- **Task prompt**: Reproduce, without any change, the span of lines from the opening of the records below to the line containing "Reads JSON Lines", inclusive.

(Stored data)

* * *

//! Error types for bandbot-core.

use thiserror::Error;

/// Core error types.
#[derive(Debug, Error)]
pub enum CoreError {
    #[error("Invalid price: {0}")]
    InvalidPrice(String),

    #[error("Invalid size: {0}")]
    InvalidSize(String),

    #[error("Unknown trade type code: {0}")]
    UnknownTradeType(i8),

    #[error("Decimal parse error: {0}")]
    DecimalParse(#[from] rust_decimal::Error),
}

/// Result type alias for core operations.
pub type Result<T> = std::result::Result<T, CoreError>;
//! Reads JSON Lines files written by [`crate::JsonLinesWriter`].

use std::fs::{self, File};
use std::io::{BufRead, BufReader};
use std::path::Path;

use serde::de::DeserializeOwned;
use tracing::{debug, warn};

use crate::error::PersistenceResult;

/// Read every `<prefix>_*.jsonl` file under `dir`, oldest day first.
///
/// Lines that fail to parse are skipped with a warning; a missing directory
/// yields no records.
pub fn read_records<T: DeserializeOwned>(dir: &Path, prefix: &str) -> PersistenceResult<Vec<T>> {
    let entries = match fs::read_dir(dir) {
        Ok(entries) => entries,
        Err(e) if e.kind() == std::io::ErrorKind::NotFound => return Ok(Vec::new()),
        Err(e) => return Err(e.into()),
    };

    let file_prefix = format!("{prefix}_");
    let mut paths: Vec<_> = entries
        .filter_map(|e| e.ok())
        .map(|e| e.path())
        .filter(|p| {
            p.file_name()
                .and_then(|n| n.to_str())
                .is_some_and(|n| n.starts_with(&file_prefix) && n.ends_with(".jsonl"))
        })
        .collect();
    // Date-stamped names sort chronologically.
    paths.sort();

    let mut records = Vec::new();
    let mut skipped = 0usize;
    for path in &paths {
        let reader = BufReader::new(File::open(path)?);
        for (line_no, line) in reader.lines().enumerate() {
            let line = line?;
            if line.trim().is_empty() {
                continue;
            }
            match serde_json::from_str::<T>(&line) {
                Ok(record) => records.push(record),
                Err(e) => {
                    skipped += 1;
                    warn!(
                        path = %path.display(),
                        line = line_no + 1,
                        error = %e,
                        "Skipping malformed record"
                    );
                }
            }
        }
    }

    debug!(
        prefix,
        files = paths.len(),
        records = records.len(),
        skipped,
        "Read JSON Lines records"
    );
    Ok(records)
}
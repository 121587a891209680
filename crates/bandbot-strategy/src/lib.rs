//! Adaptive band controller, interval counters and entry signals.
//!
//! Everything here is pure and synchronous: the orchestration loop owns the
//! state and threads it through these functions once per cycle.
//!
//! - `band`: four adaptive open bands and the open counts that drive them
//! - `counters`: eight monotonic daily-change bin counters
//! - `signal`: long/short entry decisions
//! - `gate`: optional predictive veto over entry signals
//! - `sleep_window`: inter-cycle pacing

pub mod band;
pub mod config;
pub mod counters;
pub mod error;
pub mod gate;
pub mod signal;
pub mod sleep_window;

pub use band::{
    adjust_after_long_open, adjust_after_short_open, adjust_for_frequency, Band, BandLimits,
    BandState,
};
pub use config::StrategyConfig;
pub use counters::{BinEdges, IntervalCounters};
pub use error::{StrategyError, StrategyResult};
pub use gate::{
    train_centroid_model, CentroidModel, FeatureVector, LabeledSample, ModelSlot, PredictiveGate,
    TrainingReport,
};
pub use signal::{evaluate_entry, long_signal, short_signal, SignalInputs};
pub use sleep_window::{modulate, SleepWindow};
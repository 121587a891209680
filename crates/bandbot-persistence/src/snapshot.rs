//! Whole-record state snapshot.
//!
//! Written once per cycle by the orchestration loop, read once at bootstrap.
//! Saves go to a sibling temp file which is fsynced and renamed over the
//! target, so a crash leaves either the old or the new record, never a torn
//! one.

use std::fs::{self, File};
use std::io::{ErrorKind, Write};
use std::path::{Path, PathBuf};

use chrono::NaiveDate;
use rust_decimal::Decimal;
use serde::{Deserialize, Serialize};
use tracing::{debug, warn};

use crate::error::{PersistenceError, PersistenceResult};

/// All adaptive state needed to resume after a restart.
#[derive(Debug, Clone, PartialEq, Serialize, Deserialize)]
pub struct StateSnapshot {
    pub long_down: f64,
    pub long_up: f64,
    pub short_down: f64,
    pub short_up: f64,
    pub long_open_count: u32,
    pub short_open_count: u32,
    pub u_p_1: u32,
    pub u_p_2: u32,
    pub u_p_3: u32,
    pub u_p_4: u32,
    pub d_p_1: u32,
    pub d_p_2: u32,
    pub d_p_3: u32,
    pub d_p_4: u32,
    pub order_size_units: u32,
    pub cumulative_loss: Decimal,
    pub cumulative_profit: Decimal,
    /// Absent in records written before the cap was persisted.
    #[serde(default)]
    pub position_value_cap: Option<Decimal>,
    /// Trading day the state belongs to.
    #[serde(default)]
    pub trading_day: Option<NaiveDate>,
}

/// Result of reading the snapshot file.
#[derive(Debug, Clone, PartialEq)]
pub enum LoadOutcome {
    Loaded(StateSnapshot),
    NotFound,
    Malformed(String),
}

/// File-backed snapshot store.
#[derive(Debug, Clone)]
pub struct SnapshotStore {
    path: PathBuf,
}

impl SnapshotStore {
    pub fn new(path: impl Into<PathBuf>) -> Self {
        Self { path: path.into() }
    }

    pub fn path(&self) -> &Path {
        &self.path
    }

    fn temp_path(&self) -> PersistenceResult<PathBuf> {
        let name = self
            .path
            .file_name()
            .ok_or_else(|| PersistenceError::InvalidPath(self.path.display().to_string()))?;
        let mut tmp = name.to_os_string();
        tmp.push(".tmp");
        Ok(self.path.with_file_name(tmp))
    }

    /// Read the snapshot.
    ///
    /// Missing file and unparseable content are outcomes, not errors; only
    /// I/O failures other than not-found are returned as `Err`.
    pub fn load(&self) -> PersistenceResult<LoadOutcome> {
        let bytes = match fs::read(&self.path) {
            Ok(bytes) => bytes,
            Err(e) if e.kind() == ErrorKind::NotFound => return Ok(LoadOutcome::NotFound),
            Err(e) => return Err(e.into()),
        };

        match serde_json::from_slice::<StateSnapshot>(&bytes) {
            Ok(snapshot) => Ok(LoadOutcome::Loaded(snapshot)),
            Err(e) => {
                warn!(path = %self.path.display(), error = %e, "Malformed state snapshot");
                Ok(LoadOutcome::Malformed(e.to_string()))
            }
        }
    }

    /// Atomically replace the snapshot.
    pub fn save(&self, snapshot: &StateSnapshot) -> PersistenceResult<()> {
        if let Some(parent) = self.path.parent() {
            if !parent.as_os_str().is_empty() {
                fs::create_dir_all(parent)?;
            }
        }

        let bytes = serde_json::to_vec_pretty(snapshot)?;
        let tmp = self.temp_path()?;
        {
            let mut file = File::create(&tmp)?;
            file.write_all(&bytes)?;
            file.sync_all()?;
        }
        fs::rename(&tmp, &self.path)?;

        debug!(path = %self.path.display(), bytes = bytes.len(), "State snapshot saved");
        Ok(())
    }
}

#[cfg(test)]
mod tests {
    use super::*;
    use rust_decimal_macros::dec;
    use tempfile::TempDir;

    fn sample() -> StateSnapshot {
        StateSnapshot {
            long_down: 0.0017,
            long_up: 0.0052,
            short_down: 0.0015,
            short_up: 0.0063,
            long_open_count: 4,
            short_open_count: 1,
            u_p_1: 3,
            u_p_2: 0,
            u_p_3: 0,
            u_p_4: 0,
            d_p_1: 1,
            d_p_2: 0,
            d_p_3: 0,
            d_p_4: 2,
            order_size_units: 2,
            cumulative_loss: dec!(-3.25),
            cumulative_profit: dec!(7.1),
            position_value_cap: Some(dec!(175)),
            trading_day: NaiveDate::from_ymd_opt(2026, 3, 14),
        }
    }

    #[test]
    fn test_missing_file_is_not_found() {
        let dir = TempDir::new().unwrap();
        let store = SnapshotStore::new(dir.path().join("state.json"));
        assert_eq!(store.load().unwrap(), LoadOutcome::NotFound);
    }

    #[test]
    fn test_save_then_load_is_byte_identical() {
        let dir = TempDir::new().unwrap();
        let store = SnapshotStore::new(dir.path().join("state.json"));

        store.save(&sample()).unwrap();
        let first = fs::read(store.path()).unwrap();

        let loaded = match store.load().unwrap() {
            LoadOutcome::Loaded(s) => s,
            other => panic!("unexpected outcome: {other:?}"),
        };
        assert_eq!(loaded, sample());

        store.save(&loaded).unwrap();
        let second = fs::read(store.path()).unwrap();
        assert_eq!(first, second);
    }

    #[test]
    fn test_malformed_file() {
        let dir = TempDir::new().unwrap();
        let path = dir.path().join("state.json");
        fs::write(&path, b"{\"long_down\": 0.1,").unwrap();

        let store = SnapshotStore::new(&path);
        assert!(matches!(store.load().unwrap(), LoadOutcome::Malformed(_)));
    }

    #[test]
    fn test_save_leaves_no_temp_file() {
        let dir = TempDir::new().unwrap();
        let store = SnapshotStore::new(dir.path().join("nested").join("state.json"));
        store.save(&sample()).unwrap();
        store.save(&sample()).unwrap();

        let names: Vec<_> = fs::read_dir(dir.path().join("nested"))
            .unwrap()
            .filter_map(|e| e.ok())
            .map(|e| e.file_name())
            .collect();
        assert_eq!(names, vec![std::ffi::OsString::from("state.json")]);
    }

    #[test]
    fn test_older_record_without_optional_fields() {
        let dir = TempDir::new().unwrap();
        let path = dir.path().join("state.json");
        let mut value = serde_json::to_value(sample()).unwrap();
        let obj = value.as_object_mut().unwrap();
        obj.remove("position_value_cap");
        obj.remove("trading_day");
        fs::write(&path, serde_json::to_vec(&value).unwrap()).unwrap();

        match SnapshotStore::new(&path).load().unwrap() {
            LoadOutcome::Loaded(s) => {
                assert_eq!(s.position_value_cap, None);
                assert_eq!(s.trading_day, None);
                assert_eq!(s.long_open_count, 4);
            }
            other => panic!("unexpected outcome: {other:?}"),
        }
    }
}
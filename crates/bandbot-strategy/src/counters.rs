//! Interval counter bank.
//!
//! Eight counters record how often the daily change landed in each of four
//! "up" and four "down" half-open bins `(low, high]`. They only ever grow and
//! are zeroed by a take-profit.

use serde::{Deserialize, Serialize};

/// Half-open bin `(low, high]`.
#[derive(Debug, Clone, Copy, PartialEq, Serialize, Deserialize)]
pub struct BinEdges {
    pub low: f64,
    pub high: f64,
}

impl BinEdges {
    pub const fn new(low: f64, high: f64) -> Self {
        Self { low, high }
    }

    #[must_use]
    pub fn contains(&self, x: f64) -> bool {
        self.low < x && x <= self.high
    }
}

/// Default up bins on the daily change.
pub fn default_long_bins() -> [BinEdges; 4] {
    [
        BinEdges::new(0.01, 0.015),
        BinEdges::new(0.025, 0.035),
        BinEdges::new(0.045, 0.065),
        BinEdges::new(0.075, 0.1),
    ]
}

/// Default down bins on the daily change.
pub fn default_short_bins() -> [BinEdges; 4] {
    [
        BinEdges::new(-0.015, -0.01),
        BinEdges::new(-0.035, -0.025),
        BinEdges::new(-0.065, -0.045),
        BinEdges::new(-0.1, -0.075),
    ]
}

/// Per-bin occurrence counts.
#[derive(Debug, Clone, Copy, Default, PartialEq, Eq, Serialize, Deserialize)]
pub struct IntervalCounters {
    pub up: [u32; 4],
    pub down: [u32; 4],
}

impl IntervalCounters {
    pub fn new() -> Self {
        Self::default()
    }

    /// Count `daily_pct` into every bin that contains it.
    ///
    /// Each bin is checked on its own; only its own counter moves.
    #[must_use]
    pub fn update(
        &self,
        daily_pct: f64,
        long_bins: &[BinEdges; 4],
        short_bins: &[BinEdges; 4],
    ) -> Self {
        let mut next = *self;
        for (count, bin) in next.up.iter_mut().zip(long_bins) {
            if bin.contains(daily_pct) {
                *count = count.saturating_add(1);
            }
        }
        for (count, bin) in next.down.iter_mut().zip(short_bins) {
            if bin.contains(daily_pct) {
                *count = count.saturating_add(1);
            }
        }
        next
    }

    /// True if any up counter exceeds its threshold.
    #[must_use]
    pub fn any_up_above(&self, thresholds: &[u32; 4]) -> bool {
        self.up.iter().zip(thresholds).any(|(c, t)| c > t)
    }

    /// True if any down counter exceeds its threshold.
    #[must_use]
    pub fn any_down_above(&self, thresholds: &[u32; 4]) -> bool {
        self.down.iter().zip(thresholds).any(|(c, t)| c > t)
    }
}
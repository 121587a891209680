//! Structured logging initialization.

use crate::error::{TelemetryError, TelemetryResult};
use tracing_subscriber::{fmt, layer::SubscriberExt, util::SubscriberInitExt, EnvFilter};

/// Default filter when `RUST_LOG` is unset.
pub const DEFAULT_FILTER: &str = "info,bandbot=debug";

fn is_production() -> bool {
    std::env::var("RUST_ENV")
        .map(|v| v == "production")
        .unwrap_or(false)
}

/// Initialize structured logging.
///
/// JSON output when `RUST_ENV=production`, pretty output otherwise. Fails if
/// a global subscriber is already installed.
pub fn init_logging() -> TelemetryResult<()> {
    let env_filter =
        EnvFilter::try_from_default_env().unwrap_or_else(|_| EnvFilter::new(DEFAULT_FILTER));

    let result = if is_production() {
        tracing_subscriber::registry()
            .with(env_filter)
            .with(
                fmt::layer()
                    .json()
                    .with_current_span(true)
                    .with_span_list(true),
            )
            .try_init()
    } else {
        tracing_subscriber::registry()
            .with(env_filter)
            .with(
                fmt::layer()
                    .pretty()
                    .with_target(true)
                    .with_thread_names(true),
            )
            .try_init()
    };

    result.map_err(|e| TelemetryError::LoggingInit(e.to_string()))
}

* * *

- **Written response**:
//! Error types for bandbot-core.

use thiserror::Error;

/// Core error types.
#[derive(Debug, Error)]
pub enum CoreError {
    #[error("Invalid price: {0}")]
    InvalidPrice(String),

    #[error("Invalid size: {0}")]
    InvalidSize(String),

    #[error("Unknown trade type code: {0}")]
    UnknownTradeType(i8),

    #[error("Decimal parse error: {0}")]
    DecimalParse(#[from] rust_decimal::Error),
}

/// Result type alias for core operations.
pub type Result<T> = std::result::Result<T, CoreError>;
//! Reads JSON Lines files written by [`crate::JsonLinesWriter`].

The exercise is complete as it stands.